At the end of my yellow wire, is the fuel cut-out solenoid that I exposed when I removed the epoxied block that contained the immobilizer receiver that was faulty many, many years ago. Since then I have activated the solenoid with the yellow wire from the ignition switch. I never really listened or took notice to the actuation of the solenoid. Back then I just assumed this wire had to be in place.

Today I engaged the ignition switch while listening to the solenoid. I heard no click. I also removed the spade connector and re-connected it while the ignition was on and I heard no click. And lastly, I have taken a direct feed from the positive battery terminal to the selenoid, and guess what, no click.
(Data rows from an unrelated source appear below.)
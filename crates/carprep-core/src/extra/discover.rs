//! Feature vocabulary discovery.

use std::collections::HashSet;

use polars::prelude::{AnyValue, Column, DataFrame};
use tracing::{debug, warn};

use crate::error::{CleanError, Result, Stage};
use crate::values::{ExtraCell, column_values};

/// Feature names discovered from the densest extra-column listing.
#[derive(Debug, Clone, PartialEq)]
pub struct Vocabulary {
    source_row: usize,
    density: f64,
    tokens: Vec<String>,
    names: Vec<String>,
}

impl Vocabulary {
    /// Split a listing into its trimmed, non-empty comma-separated tokens.
    ///
    /// # Examples
    ///
    /// ```
    /// use carprep_core::extra::Vocabulary;
    ///
    /// let vocabulary = Vocabulary::from_listing(3, " ABS ,Airbag,, Alarme");
    /// assert_eq!(vocabulary.names(), vec!["ABS", "Airbag", "Alarme"]);
    /// assert_eq!(vocabulary.source_row(), 3);
    /// ```
    pub fn from_listing(source_row: usize, listing: &str) -> Self {
        let tokens: Vec<String> = listing
            .split(',')
            .map(str::trim)
            .filter(|token| !token.is_empty())
            .map(str::to_string)
            .collect();
        let names = {
            let mut seen: HashSet<&str> = HashSet::with_capacity(tokens.len());
            tokens
                .iter()
                .filter(|token| seen.insert(token.as_str()))
                .cloned()
                .collect()
        };
        Self {
            source_row,
            density: listing.chars().count() as f64,
            tokens,
            names,
        }
    }

    /// Row index of the listing the vocabulary was read from.
    pub fn source_row(&self) -> usize {
        self.source_row
    }

    /// Density score of the winning row.
    pub fn density(&self) -> f64 {
        self.density
    }

    /// Tokens in listing order, duplicates included.
    pub fn tokens(&self) -> &[String] {
        &self.tokens
    }

    /// Feature column names: tokens in first-seen order with repeats removed.
    pub fn names(&self) -> &[String] {
        &self.names
    }

    /// Tokens that appear more than once in the source listing.
    pub fn duplicate_tokens(&self) -> Vec<&str> {
        let mut seen: HashSet<&str> = HashSet::with_capacity(self.tokens.len());
        let mut duplicates: Vec<&str> = Vec::new();
        for token in &self.tokens {
            if !seen.insert(token.as_str()) && !duplicates.contains(&token.as_str()) {
                duplicates.push(token);
            }
        }
        duplicates
    }

    pub fn len(&self) -> usize {
        self.names.len()
    }

    pub fn is_empty(&self) -> bool {
        self.tokens.is_empty()
    }
}

/// Pick the row whose extra cell has the highest density score.
///
/// Ties go to the later row. NaN scores never win.
pub fn densest_row(column: &Column) -> Option<(usize, f64)> {
    let mut best: Option<(usize, f64)> = None;
    for (idx, value) in column_values(column).enumerate() {
        let density = ExtraCell::from_any(&value).density();
        if density.is_nan() {
            continue;
        }
        match best {
            Some((_, current)) if density < current => {}
            _ => best = Some((idx, density)),
        }
    }
    best
}

/// Pick the densest listing that yields at least one token.
///
/// Ties go to the later row.
fn densest_listing(column: &Column) -> Option<Vocabulary> {
    let mut best: Option<Vocabulary> = None;
    for (idx, value) in column_values(column).enumerate() {
        let Some(listing) = ExtraCell::from_any(&value).text() else {
            continue;
        };
        let candidate = Vocabulary::from_listing(idx, listing);
        if candidate.is_empty() {
            continue;
        }
        match &best {
            Some(current) if candidate.density() < current.density() => {}
            _ => best = Some(candidate),
        }
    }
    best
}

/// Discover the feature vocabulary of `extra_column`.
///
/// The vocabulary is the token list of the single densest listing, not the
/// union over all rows. When the densest cell is the missing sentinel or
/// lists no tokens, the densest listing that does list tokens is used.
/// Fails with [`CleanError::EmptyVocabulary`] when no row lists a token.
pub fn discover_vocabulary(df: &DataFrame, extra_column: &str) -> Result<Vocabulary> {
    let column = df
        .column(extra_column)
        .map_err(|_| CleanError::missing_column(Stage::ExtraDiscovery, extra_column))?;
    let empty = || CleanError::EmptyVocabulary {
        column: extra_column.to_string(),
    };
    let (row, density) = densest_row(column).ok_or_else(empty)?;
    let value = column.get(row).unwrap_or(AnyValue::Null);
    let densest = ExtraCell::from_any(&value)
        .text()
        .map(|listing| Vocabulary::from_listing(row, listing))
        .filter(|vocabulary| !vocabulary.is_empty());
    let vocabulary = match densest {
        Some(vocabulary) => vocabulary,
        None => {
            debug!(
                column = extra_column,
                row, density, "densest cell lists no features"
            );
            densest_listing(column).ok_or_else(empty)?
        }
    };
    debug!(
        column = extra_column,
        row = vocabulary.source_row(),
        density = vocabulary.density(),
        features = vocabulary.len(),
        "densest listing"
    );
    let duplicates = vocabulary.duplicate_tokens();
    if !duplicates.is_empty() {
        warn!(
            column = extra_column,
            duplicates = ?duplicates,
            "listing repeats feature names; one column per name"
        );
    }
    Ok(vocabulary)
}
I am thinking I should be hearing a click here. Am I correct?
 
Take a Look at the photos in previous post
The new stop solenoid on eBay looks like your red wire connection. That one should click when battery voltage supplied.

I think your yellow wire connects to a cold start device that pulls on a lever when cold.
If it is then it will not click when supplied power.
 
Thanks Jack,

Your right, Cold Start for sure, I see the actuator arm now. It's a very small and inaccessible space but I see both now that I have gotten a good vantage point.
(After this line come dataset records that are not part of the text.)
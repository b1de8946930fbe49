//! Configuration options for listing cleanup.

use std::fs;
use std::io;
use std::path::Path;

use serde::{Deserialize, Serialize};

/// Default name of the free-text equipment column.
pub const DEFAULT_EXTRA_COLUMN: &str = "extra";

/// A categorical column and how many of its most frequent values to keep.
#[derive(Debug, Clone, PartialEq, Eq, Serialize, Deserialize)]
pub struct TopCategorySpec {
    /// Column to encode.
    pub column: String,
    /// Number of most frequent values that get their own dummy column.
    pub top_k: usize,
}

impl TopCategorySpec {
    pub fn new(column: impl Into<String>, top_k: usize) -> Self {
        Self {
            column: column.into(),
            top_k,
        }
    }
}

/// Options controlling the cleaning pipeline.
#[derive(Debug, Clone, PartialEq, Serialize, Deserialize)]
#[serde(default)]
pub struct CleaningOptions {
    /// Free-text column holding comma-separated equipment names.
    pub extra_column: String,

    /// Drop rows where any string cell is empty.
    pub drop_empty_rows: bool,

    /// Columns whose zero-valued rows are dropped, checked in order.
    pub nonzero_columns: Vec<String>,

    /// Columns coerced to 64-bit integers.
    pub integer_columns: Vec<String>,

    /// Categorical columns to one-hot encode, applied in order.
    pub top_categories: Vec<TopCategorySpec>,
}

impl Default for CleaningOptions {
    fn default() -> Self {
        Self {
            extra_column: DEFAULT_EXTRA_COLUMN.to_string(),
            drop_empty_rows: true,
            nonzero_columns: to_strings(&["price", "model", "mileage"]),
            integer_columns: to_strings(&["price", "regdate", "mileage"]),
            top_categories: default_top_categories(),
        }
    }
}

fn to_strings(names: &[&str]) -> Vec<String> {
    names.iter().map(|name| (*name).to_string()).collect()
}

fn default_top_categories() -> Vec<TopCategorySpec> {
    [
        ("financial", 5),
        ("brand", 3),
        ("cartype", 6),
        ("model", 16),
        ("gearbox", 4),
        ("motorpower", 6),
        ("fuel", 3),
        ("car_steering", 4),
        ("carcolor", 11),
        ("exchange", 3),
    ]
    .into_iter()
    .map(|(column, top_k)| TopCategorySpec::new(column, top_k))
    .collect()
}

impl CleaningOptions {
    pub fn new() -> Self {
        Self::default()
    }

    /// Read options from a JSON file. Missing fields take their defaults.
    pub fn from_json_file(path: &Path) -> io::Result<Self> {
        let text = fs::read_to_string(path)?;
        Self::from_json_str(&text).map_err(io::Error::other)
    }

    pub fn from_json_str(text: &str) -> serde_json::Result<Self> {
        serde_json::from_str(text)
    }

    pub fn to_json_pretty(&self) -> serde_json::Result<String> {
        serde_json::to_string_pretty(self)
    }

    #[must_use]
    pub fn with_extra_column(mut self, column: impl Into<String>) -> Self {
        self.extra_column = column.into();
        self
    }

    #[must_use]
    pub fn with_drop_empty_rows(mut self, enable: bool) -> Self {
        self.drop_empty_rows = enable;
        self
    }

    #[must_use]
    pub fn with_nonzero_columns<I, S>(mut self, columns: I) -> Self
    where
        I: IntoIterator<Item = S>,
        S: Into<String>,
    {
        self.nonzero_columns = columns.into_iter().map(Into::into).collect();
        self
    }

    #[must_use]
    pub fn with_integer_columns<I, S>(mut self, columns: I) -> Self
    where
        I: IntoIterator<Item = S>,
        S: Into<String>,
    {
        self.integer_columns = columns.into_iter().map(Into::into).collect();
        self
    }

    #[must_use]
    pub fn with_top_categories(mut self, specs: Vec<TopCategorySpec>) -> Self {
        self.top_categories = specs;
        self
    }
}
I brought 12v to the end of the red wire to hear if that smaller solenoid would actuate but no click there either. If you have experience with this solenoid could you tell me if it is frequently a fail point after these many years and I have just been lucky? Also, more importantly, will it be possible to get it out of there - 24mm open-ended spanner I'm guessing? as there's structure directly above it so a socket is not an option.
 
Thanks Jack,

Your right, Cold Start for sure, I see the actuator arm now. It's a very small and inaccessible space but I see both now that I have gotten a good vantage point.
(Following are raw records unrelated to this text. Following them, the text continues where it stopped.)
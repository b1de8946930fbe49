//! Tests for the summary tables.

use std::path::PathBuf;

use carprep_cli::summary::{encoding_table, stage_table, vocabulary_table};
use carprep_cli::types::VocabularyResult;
use carprep_core::{CategoryCount, CleanSummary, EncodedColumn};

fn sample_summary() -> CleanSummary {
    CleanSummary {
        input_rows: 6,
        rows_after_empty_filter: 5,
        rows_after_zero_filter: 3,
        features: vec!["ABS".to_string(), "Airbag".to_string()],
        feature_source_row: Some(1),
        encoded: vec![
            EncodedColumn {
                column: "fuel".to_string(),
                top_k: 3,
                distinct: 2,
                retained: vec![
                    CategoryCount {
                        value: "Flex".to_string(),
                        count: 2,
                    },
                    CategoryCount {
                        value: "Diesel".to_string(),
                        count: 1,
                    },
                ],
                other_rows: 0,
            },
            EncodedColumn {
                column: "exchange".to_string(),
                top_k: 0,
                distinct: 1,
                retained: Vec::new(),
                other_rows: 3,
            },
        ],
        output_rows: 3,
        output_columns: 9,
    }
}

#[test]
fn test_stage_table_rows() {
    let mut table = stage_table(&sample_summary());
    table.force_no_tty();
    assert_eq!(table.row_iter().count(), 4);
    let rendered = table.to_string();
    assert!(rendered.contains("Zero-value filter"));
    assert!(rendered.contains("OUTPUT"));
}

#[test]
fn test_encoding_table_lists_retained_categories() {
    let mut table = encoding_table(&sample_summary());
    table.force_no_tty();
    assert_eq!(table.row_iter().count(), 2);
    let rendered = table.to_string();
    assert!(rendered.contains("Flex (2), Diesel (1)"));
    assert!(rendered.contains("exchange"));
}

#[test]
fn test_vocabulary_table_numbers_features() {
    let result = VocabularyResult {
        input: PathBuf::from("listings.csv"),
        extra_column: "extra".to_string(),
        source_row: 4,
        density: 21.0,
        features: vec!["Alarme".to_string(), "Trava elétrica".to_string()],
        duplicates: Vec::new(),
    };
    let mut table = vocabulary_table(&result);
    table.force_no_tty();
    assert_eq!(table.row_iter().count(), 2);
    assert!(table.to_string().contains("Trava elétrica"));
}
use std::path::Path;

use anyhow::{Context, Result, anyhow};
use tracing::{info, info_span};

use carprep_cli::types::{CleanResult, VocabularyResult};
use carprep_core::{CleaningOptions, CleaningPipeline};
use carprep_ingest::{ListingCsvOptions, read_listings_csv, write_listings_csv};

use crate::cli::{CleanArgs, VocabularyArgs};

pub fn run_defaults() -> Result<()> {
    let json = CleaningOptions::default()
        .to_json_pretty()
        .context("serialize default options")?;
    println!("{json}");
    Ok(())
}

pub fn run_clean(args: &CleanArgs) -> Result<CleanResult> {
    let span = info_span!("clean", input = %args.input.display());
    let _guard = span.enter();

    let mut options = load_options(args.config.as_deref(), args.extra_column.as_deref())?;
    if args.keep_empty_rows {
        options = options.with_drop_empty_rows(false);
    }

    // =========================================================================
    // Ingest
    // =========================================================================
    let csv_options = ListingCsvOptions::new(options.extra_column.as_str());
    let df = read_listings_csv(&args.input, &csv_options)
        .with_context(|| format!("read listings {}", args.input.display()))?;

    // =========================================================================
    // Clean
    // =========================================================================
    let pipeline = CleaningPipeline::new(options);
    let outcome = pipeline
        .run(df)
        .with_context(|| format!("clean listings {}", args.input.display()))?;
    let mut data = outcome.data;

    // =========================================================================
    // Output
    // =========================================================================
    if let Some(path) = &args.output {
        write_listings_csv(&mut data, path)
            .with_context(|| format!("write cleaned listings {}", path.display()))?;
        info!(path = %path.display(), rows = data.height(), "wrote cleaned listings");
    }

    Ok(CleanResult {
        input: args.input.clone(),
        output: args.output.clone(),
        summary: outcome.summary,
    })
}

pub fn run_vocabulary(args: &VocabularyArgs) -> Result<VocabularyResult> {
    let span = info_span!("vocabulary", input = %args.input.display());
    let _guard = span.enter();

    let options = load_options(args.config.as_deref(), args.extra_column.as_deref())?;
    let csv_options = ListingCsvOptions::new(options.extra_column.as_str());
    let df = read_listings_csv(&args.input, &csv_options)
        .with_context(|| format!("read listings {}", args.input.display()))?;
    let pipeline = CleaningPipeline::new(options);
    let vocabulary = pipeline
        .discover(&df)
        .with_context(|| format!("discover features in {}", args.input.display()))?;

    Ok(VocabularyResult {
        input: args.input.clone(),
        extra_column: pipeline.options().extra_column.clone(),
        source_row: vocabulary.source_row(),
        density: vocabulary.density(),
        features: vocabulary.names().to_vec(),
        duplicates: vocabulary
            .duplicate_tokens()
            .into_iter()
            .map(str::to_string)
            .collect(),
    })
}

fn load_options(config: Option<&Path>, extra_column: Option<&str>) -> Result<CleaningOptions> {
    let mut options = match config {
        Some(path) => CleaningOptions::from_json_file(path)
            .with_context(|| format!("load options {}", path.display()))?,
        None => CleaningOptions::default(),
    };
    if let Some(column) = extra_column {
        if column.trim().is_empty() {
            return Err(anyhow!("--extra-column must not be empty"));
        }
        options = options.with_extra_column(column);
    }
    Ok(options)
}
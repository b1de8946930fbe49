//! Top-K one-hot encoding of categorical columns.
//!
//! Only the K most frequent values of a column get a dummy column named
//! `{column}_{value}`. Every other value falls in the "other" bucket, which
//! has no column of its own: its rows are 0 in every dummy.

use std::collections::HashMap;

use polars::prelude::{AnyValue, Column, DataFrame};
use tracing::{debug, info, info_span};

use crate::error::{CleanError, Result, Stage};
use crate::values::{any_to_string, column_values};

/// Category assignment of one row.
#[derive(Debug, Clone, Copy, PartialEq, Eq)]
pub enum CategoryBucket {
    /// Index into [`TopCategories::retained`].
    Retained(usize),
    /// Value outside the top K, or null.
    Other,
}

/// A distinct column value and its frequency.
#[derive(Debug, Clone, PartialEq, Eq)]
pub struct CategoryCount {
    pub value: String,
    pub count: usize,
}

/// Ranked categories of a column and the per-row bucket assignment.
#[derive(Debug, Clone)]
pub struct TopCategories {
    column: String,
    ranked: Vec<CategoryCount>,
    retained: usize,
    buckets: Vec<CategoryBucket>,
}

impl TopCategories {
    pub fn column(&self) -> &str {
        &self.column
    }

    /// All distinct non-null values by descending count.
    ///
    /// Equal counts keep first-seen order.
    pub fn ranked(&self) -> &[CategoryCount] {
        &self.ranked
    }

    /// The top-K values that get a dummy column.
    pub fn retained(&self) -> &[CategoryCount] {
        &self.ranked[..self.retained]
    }

    pub fn buckets(&self) -> &[CategoryBucket] {
        &self.buckets
    }

    /// Number of rows in the "other" bucket.
    pub fn other_rows(&self) -> usize {
        self.buckets
            .iter()
            .filter(|bucket| matches!(bucket, CategoryBucket::Other))
            .count()
    }

    /// Dummy column names in retained order.
    pub fn dummy_names(&self) -> Vec<String> {
        self.retained()
            .iter()
            .map(|category| format!("{}_{}", self.column, category.value))
            .collect()
    }

    /// Add the dummy columns to `df` and drop the source column.
    ///
    /// `df` must be the frame the categories were ranked from.
    pub fn project(&self, df: &mut DataFrame) -> Result<Vec<String>> {
        if df.column(&self.column).is_err() {
            return Err(CleanError::missing_column(Stage::TopCategory, &self.column));
        }
        if df.height() != self.buckets.len() {
            return Err(CleanError::DataFrame {
                message: format!(
                    "column '{}' was ranked over {} rows but the frame has {}",
                    self.column,
                    self.buckets.len(),
                    df.height()
                ),
            });
        }
        let names = self.dummy_names();
        for name in &names {
            if df.column(name).is_ok() {
                return Err(CleanError::DuplicateColumn {
                    stage: Stage::TopCategory,
                    column: name.clone(),
                });
            }
        }
        for (rank, name) in names.iter().enumerate() {
            let values: Vec<i64> = self
                .buckets
                .iter()
                .map(|bucket| i64::from(*bucket == CategoryBucket::Retained(rank)))
                .collect();
            df.with_column(Column::new(name.as_str().into(), values))?;
        }
        df.drop_in_place(&self.column)?;
        Ok(names)
    }
}

/// Text form of a category value used in dummy names.
///
/// Floats keep their fractional part, so 1.0 labels as `1.0`, not `1`.
fn category_label(value: AnyValue<'_>) -> String {
    match value {
        AnyValue::Float32(v) => format!("{v:?}"),
        AnyValue::Float64(v) => format!("{v:?}"),
        other => any_to_string(other),
    }
}

/// Count the values of `column` and keep the `top_k` most frequent.
pub fn rank_categories(df: &DataFrame, column: &str, top_k: usize) -> Result<TopCategories> {
    let source = df
        .column(column)
        .map_err(|_| CleanError::missing_column(Stage::TopCategory, column))?;

    let mut counts: Vec<CategoryCount> = Vec::new();
    let mut positions: HashMap<String, usize> = HashMap::new();
    let mut row_keys: Vec<Option<usize>> = Vec::with_capacity(source.len());
    for value in column_values(source) {
        if value.is_null() {
            row_keys.push(None);
            continue;
        }
        let label = category_label(value);
        let position = *positions.entry(label.clone()).or_insert_with(|| {
            counts.push(CategoryCount {
                value: label,
                count: 0,
            });
            counts.len() - 1
        });
        counts[position].count += 1;
        row_keys.push(Some(position));
    }

    // stable: equal counts stay in first-seen order
    let mut order: Vec<usize> = (0..counts.len()).collect();
    order.sort_by(|a, b| counts[*b].count.cmp(&counts[*a].count));

    let mut rank_of = vec![None; counts.len()];
    for (rank, &position) in order.iter().take(top_k).enumerate() {
        rank_of[position] = Some(rank);
    }
    let buckets = row_keys
        .into_iter()
        .map(|key| match key.and_then(|position| rank_of[position]) {
            Some(rank) => CategoryBucket::Retained(rank),
            None => CategoryBucket::Other,
        })
        .collect();
    let ranked: Vec<CategoryCount> = order.into_iter().map(|idx| counts[idx].clone()).collect();
    let retained = top_k.min(ranked.len());

    Ok(TopCategories {
        column: column.to_string(),
        ranked,
        retained,
        buckets,
    })
}

/// Replace `column` with dummies for its `top_k` most frequent values.
pub fn one_hot_encode_top_k(
    df: &mut DataFrame,
    column: &str,
    top_k: usize,
) -> Result<TopCategories> {
    let span = info_span!("top_category", column, top_k);
    let _guard = span.enter();
    let categories = rank_categories(df, column, top_k)?;
    let names = categories.project(df)?;
    debug!(dummies = ?names, "dummy columns");
    info!(
        distinct = categories.ranked().len(),
        retained = names.len(),
        other_rows = categories.other_rows(),
        "encoded categorical column"
    );
    Ok(categories)
}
I brought 12v to the end of the red wire to hear if that smaller solenoid would actuate but no click there either. If you have experience with this solenoid could you tell me if it is frequently a fail point after these many years and I have just been lucky? Also, more importantly, will it be possible to get it out of there - 24mm open-ended spanner I'm guessing? as there's structure directly above it so a socket is not an option.
I don't know spanner size off top of my head.

It will not be super tight , it only has to be tight enough to seal against injection pump.

Very very important make sure area around stop solenoid spotless before undoing , do not allow any dirt into injection pump.
Brake cleaner could be your friend here.
 
Thanks. I'll go with replacing the Fuel Cut-off Solenoid as a good starting point. I'm in Spain roadside at the moment so let's see how finding this part goes, getting it on the fuel pump, and then I will report back tomorrow after the replacement is in and the engine starts, right! Fingers crossed!
 
Thanks. I'll go with replacing the Fuel Cut-off Solenoid as a good starting point. I'm in Spain roadside at the moment so let's see how finding this part goes, getting it on the fuel pump, and then I will report back tomorrow after the replacement is in and the engine starts, right! Fingers crossed!
If you have a broken stop solenoid and need to get going , you can remove stop solenoid together with it's spring and plunger. Replace stop solenoid without spring and plunger , engine will then run but you would have to stall engine to stop it.
 
Oh and check that fuel tank breather hasn't blocked causing vacuum under fuel cap.
 
If you have a broken stop solenoid and need to get going , you can remove stop solenoid together with it's spring and plunger. Replace stop solenoid without spring and plunger , engine will then run but you would have to stall engine to stop it.

Perhaps due to limited access, rather fiddly to carry out, but that seems like a possible confirmatory test.